What you need to do ::
Go through the entries below from the first line and transcribe each one exactly, ending with the line that contains "edge. A shown".

Dataset extract ::
-=-=-

use super::scene::HudView;

const GLYPH_WIDTH: i32 = 3;
const GLYPH_HEIGHT: i32 = 5;
const TEXT_SCALE: i32 = 2;
const GLYPH_ADVANCE: i32 = (GLYPH_WIDTH + 1) * TEXT_SCALE;
const LINE_HEIGHT: i32 = GLYPH_HEIGHT * TEXT_SCALE;
const MESSAGE_TOP_MARGIN: i32 = 14;
const PANEL_INSET_X: i32 = 10;
const PANEL_INSET_Y: i32 = 6;
const COUNTER_MARGIN: i32 = 8;
const MESSAGE_TEXT_COLOR: [u8; 4] = [92, 38, 54, 255];
const MESSAGE_PANEL_BG_COLOR: [u8; 4] = [255, 244, 247, 255];
const MESSAGE_PANEL_BORDER_COLOR: [u8; 4] = [233, 69, 96, 255];
const COUNTER_TEXT_COLOR: [u8; 4] = [233, 69, 96, 255];

/// Draws the text layer: collected counter in the top-right corner and, when
/// one is showing, the message bubble centered along the top edge. A shown
/// message with empty text draws nothing, matching how the message pool's
/// empty entry behaves.
pub(crate) fn draw_hud(frame: &mut [u8], width: u32, height: u32, hud: &HudView) {
    if width == 0 || height == 0 {
        return;
    }

    let counter = format!("{}/{}", hud.collected, hud.total);
    let counter_x = width as i32 - text_width_px(&counter) - COUNTER_MARGIN;
    draw_text(
        frame,
        width,
        height,
        counter_x,
        COUNTER_MARGIN,
        &counter,
        COUNTER_TEXT_COLOR,
    );

    let Some(message) = hud.message.as_deref() else {
        return;
    };
    if message.is_empty() {
        return;
    }

    let panel_w = text_width_px(message) + PANEL_INSET_X * 2;
    let panel_h = LINE_HEIGHT + PANEL_INSET_Y * 2;
    let panel_x = (width as i32 - panel_w) / 2;
    let panel_y = MESSAGE_TOP_MARGIN;
    fill_rect(
        frame,
        width,
        height,
        panel_x,
        panel_y,
        panel_w,
        panel_h,
        MESSAGE_PANEL_BG_COLOR,
    );
    outline_rect(
        frame,
        width,
        height,
        panel_x,
        panel_y,
        panel_w,
        panel_h,
        MESSAGE_PANEL_BORDER_COLOR,
    );
    draw_text(
        frame,
        width,
        height,
        panel_x + PANEL_INSET_X,
        panel_y + PANEL_INSET_Y,
        message,
        MESSAGE_TEXT_COLOR,
    );
}

fn text_width_px(text: &str) -> i32 {
    text.chars().count() as i32 * GLYPH_ADVANCE
}

fn draw_text(
    frame: &mut [u8],
    width: u32,
    height: u32,
    mut x: i32,
    y: i32,
    text: &str,
    color: [u8; 4],
) {
    for ch in text.chars() {
        draw_glyph(frame, width, height, x, y, glyph_rows(ch), color);
        x += GLYPH_ADVANCE;
    }
}

fn draw_glyph(
    frame: &mut [u8],
    width: u32,
    height: u32,
    x: i32,
    y: i32,
    rows: [u8; 5],
    color: [u8; 4],
) {
    for (row_index, row_bits) in rows.iter().enumerate() {
        for col in 0..GLYPH_WIDTH {
            if row_bits & (1 << (GLYPH_WIDTH - 1 - col)) == 0 {
                continue;
            }
            fill_rect(
                frame,
                width,
                height,
                x + col * TEXT_SCALE,
                y + row_index as i32 * TEXT_SCALE,
                TEXT_SCALE,
                TEXT_SCALE,
                color,
            );
        }
    }
}

const FALLBACK_GLYPH: [u8; 5] = [0b111, 0b111, 0b111, 0b111, 0b111];

/// 3x5 glyph rows for the character, case-insensitive. Anything outside the
/// supported set renders as a solid block so missing glyphs are visible
/// instead of silently dropped.
fn glyph_rows(ch: char) -> [u8; 5] {
    match ch.to_ascii_uppercase() {
        ' ' => [0b000, 0b000, 0b000, 0b000, 0b000],
        'A' => [0b010, 0b101, 0b111, 0b101, 0b101],
        'B' => [0b110, 0b101, 0b110, 0b101, 0b110],
        'C' => [0b011, 0b100, 0b100, 0b100, 0b011],
        'D' => [0b110, 0b101, 0b101, 0b101, 0b110],
        'E' => [0b111, 0b100, 0b110, 0b100, 0b111],
        'F' => [0b111, 0b100, 0b110, 0b100, 0b100],
        'G' => [0b011, 0b100, 0b101, 0b101, 0b011],
        'H' => [0b101, 0b101, 0b111, 0b101, 0b101],
        'I' => [0b111, 0b010, 0b010, 0b010, 0b111],
        'J' => [0b001, 0b001, 0b001, 0b101, 0b010],
        'K' => [0b101, 0b110, 0b100, 0b110, 0b101],
        'L' => [0b100, 0b100, 0b100, 0b100, 0b111],
        'M' => [0b101, 0b111, 0b111, 0b101, 0b101],
        'N' => [0b101, 0b111, 0b111, 0b111, 0b101],
        'O' => [0b010, 0b101, 0b101, 0b101, 0b010],
        'P' => [0b110, 0b101, 0b110, 0b100, 0b100],
        'Q' => [0b010, 0b101, 0b101, 0b010, 0b001],
        'R' => [0b110, 0b101, 0b110, 0b110, 0b101],
        'S' => [0b011, 0b100, 0b010, 0b001, 0b110],
        'T' => [0b111, 0b010, 0b010, 0b010, 0b010],
        'U' => [0b101, 0b101, 0b101, 0b101, 0b111],
        'V' => [0b101, 0b101, 0b101, 0b010, 0b010],
        'W' => [0b101, 0b101, 0b111, 0b111, 0b101],
        'X' => [0b101, 0b101, 0b010, 0b101, 0b101],
        'Y' => [0b101, 0b101, 0b010, 0b010, 0b010],
        'Z' => [0b111, 0b001, 0b010, 0b100, 0b111],
        '0' => [0b111, 0b101, 0b101, 0b101, 0b111],
        '1' => [0b010, 0b110, 0b010, 0b010, 0b111],
        '2' => [0b111, 0b001, 0b111, 0b100, 0b111],
        '3' => [0b111, 0b001, 0b011, 0b001, 0b111],
        '4' => [0b101, 0b101, 0b111, 0b001, 0b001],
        '5' => [0b111, 0b100, 0b111, 0b001, 0b111],
        '6' => [0b111, 0b100, 0b111, 0b101, 0b111],
        '7' => [0b111, 0b001, 0b001, 0b010, 0b010],
        '8' => [0b111, 0b101, 0b111, 0b101, 0b111],
        '9' => [0b111, 0b101, 0b111, 0b001, 0b111],
        '/' => [0b001, 0b001, 0b010, 0b100, 0b100],
        '~' => [0b000, 0b011, 0b110, 0b000, 0b000],
        '!' => [0b010, 0b010, 0b010, 0b000, 0b010],
        '?' => [0b110, 0b001, 0b010, 0b000, 0b010],
        '.' => [0b000, 0b000, 0b000, 0b000, 0b010],
        ',' => [0b000, 0b000, 0b000, 0b010, 0b100],
        '\'' => [0b010, 0b010, 0b000, 0b000, 0b000],
        '-' => [0b000, 0b000, 0b111, 0b000, 0b000],
        ':' => [0b000, 0b010, 0b000, 0b010, 0b000],
        _ => FALLBACK_GLYPH,
    }
}

fn fill_rect(
    frame: &mut [u8],
    frame_width: u32,
    frame_height: u32,
    x: i32,
    y: i32,
    w: i32,
    h: i32,
    color: [u8; 4],
) {
    let start_x = x.max(0);
    let start_y = y.max(0);
    let end_x = (x + w).min(frame_width as i32);
    let end_y = (y + h).min(frame_height as i32);
    for py in start_y..end_y {
        for px in start_x..end_x {
            let offset = (py as usize * frame_width as usize + px as usize) * 4;
            if let Some(slice) = frame.get_mut(offset..offset + 4) {
                slice.copy_from_slice(&color);
            }
        }
    }
}

#[allow(clippy::too_many_arguments)]
fn outline_rect(
    frame: &mut [u8],
    frame_width: u32,
    frame_height: u32,
    x: i32,
    y: i32,
    w: i32,
    h: i32,
    color: [u8; 4],
) {
    if w <= 1 || h <= 1 {
        return;
    }
    fill_rect(frame, frame_width, frame_height, x, y, w, 1, color);
    fill_rect(frame, frame_width, frame_height, x, y + h - 1, w, 1, color);
    fill_rect(frame, frame_width, frame_height, x, y, 1, h, color);
    fill_rect(frame, frame_width, frame_height, x + w - 1, y, 1, h, color);
}

#[cfg(test)]
mod tests {
    use super::*;

    fn blank_frame(width: u32, height: u32) -> Vec<u8> {
        vec![0u8; (width * height * 4) as usize]
    }

    #[test]
    fn glyph_lookup_is_case_insensitive() {
        assert_eq!(glyph_rows('a'), glyph_rows('A'));
        assert_eq!(glyph_rows('z'), glyph_rows('Z'));
    }

    #[test]
    fn unsupported_characters_fall_back_to_a_solid_block() {
        assert_eq!(glyph_rows('€'), FALLBACK_GLYPH);
        assert_eq!(glyph_rows('@'), FALLBACK_GLYPH);
    }

    #[test]
    fn text_width_counts_characters() {
        assert_eq!(text_width_px(""), 0);
        assert_eq!(text_width_px("3/10"), 4 * GLYPH_ADVANCE);
    }

    #[test]
    fn counter_is_always_drawn() {
        let mut frame = blank_frame(200, 100);
        let hud = HudView {
            message: None,
            collected: 3,
            total: 10,
        };
        draw_hud(&mut frame, 200, 100, &hud);
        assert!(frame.iter().any(|byte| *byte != 0));
    }

    #[test]
    fn empty_message_draws_no_panel() {
        let mut with_empty = blank_frame(200, 100);
        let mut without = blank_frame(200, 100);
        draw_hud(
            &mut with_empty,
            200,
            100,
            &HudView {
                message: Some(String::new()),
                collected: 0,
                total: 10,
            },
        );
        draw_hud(
            &mut without,
            200,
            100,
            &HudView {
                message: None,
                collected: 0,
                total: 10,
            },
        );
        assert_eq!(with_empty, without);
    }

    #[test]
    fn message_panel_adds_pixels_over_the_counter_alone() {
        let mut with_message = blank_frame(400, 100);
        let mut counter_only = blank_frame(400, 100);
        draw_hud(
            &mut with_message,
            400,
            100,
            &HudView {
                message: Some("HELLO".to_string()),
                collected: 1,
                total: 10,
            },
        );
        draw_hud(
            &mut counter_only,
            400,
            100,
            &HudView {
                message: None,
                collected: 1,
                total: 10,
            },
        );
        let lit = |frame: &[u8]| frame.iter().filter(|byte| **byte != 0).count();
        assert!(lit(&with_message) > lit(&counter_only));
    }

    #[test]
    fn draw_hud_survives_a_tiny_frame() {
        let mut frame = blank_frame(8, 8);
        draw_hud(
            &mut frame,
            8,
            8,
            &HudView {
                message: Some("A LONG MESSAGE THAT CANNOT FIT".to_string()),
                collected: 999,
                total: 999,
            },
        );
    }
}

-=-=-

Output ::
use super::scene::HudView;

const GLYPH_WIDTH: i32 = 3;
const GLYPH_HEIGHT: i32 = 5;
const TEXT_SCALE: i32 = 2;
const GLYPH_ADVANCE: i32 = (GLYPH_WIDTH + 1) * TEXT_SCALE;
const LINE_HEIGHT: i32 = GLYPH_HEIGHT * TEXT_SCALE;
const MESSAGE_TOP_MARGIN: i32 = 14;
const PANEL_INSET_X: i32 = 10;
const PANEL_INSET_Y: i32 = 6;
const COUNTER_MARGIN: i32 = 8;
const MESSAGE_TEXT_COLOR: [u8; 4] = [92, 38, 54, 255];
const MESSAGE_PANEL_BG_COLOR: [u8; 4] = [255, 244, 247, 255];
const MESSAGE_PANEL_BORDER_COLOR: [u8; 4] = [233, 69, 96, 255];
const COUNTER_TEXT_COLOR: [u8; 4] = [233, 69, 96, 255];

/// Draws the text layer: collected counter in the top-right corner and, when
/// one is showing, the message bubble centered along the top edge. A shown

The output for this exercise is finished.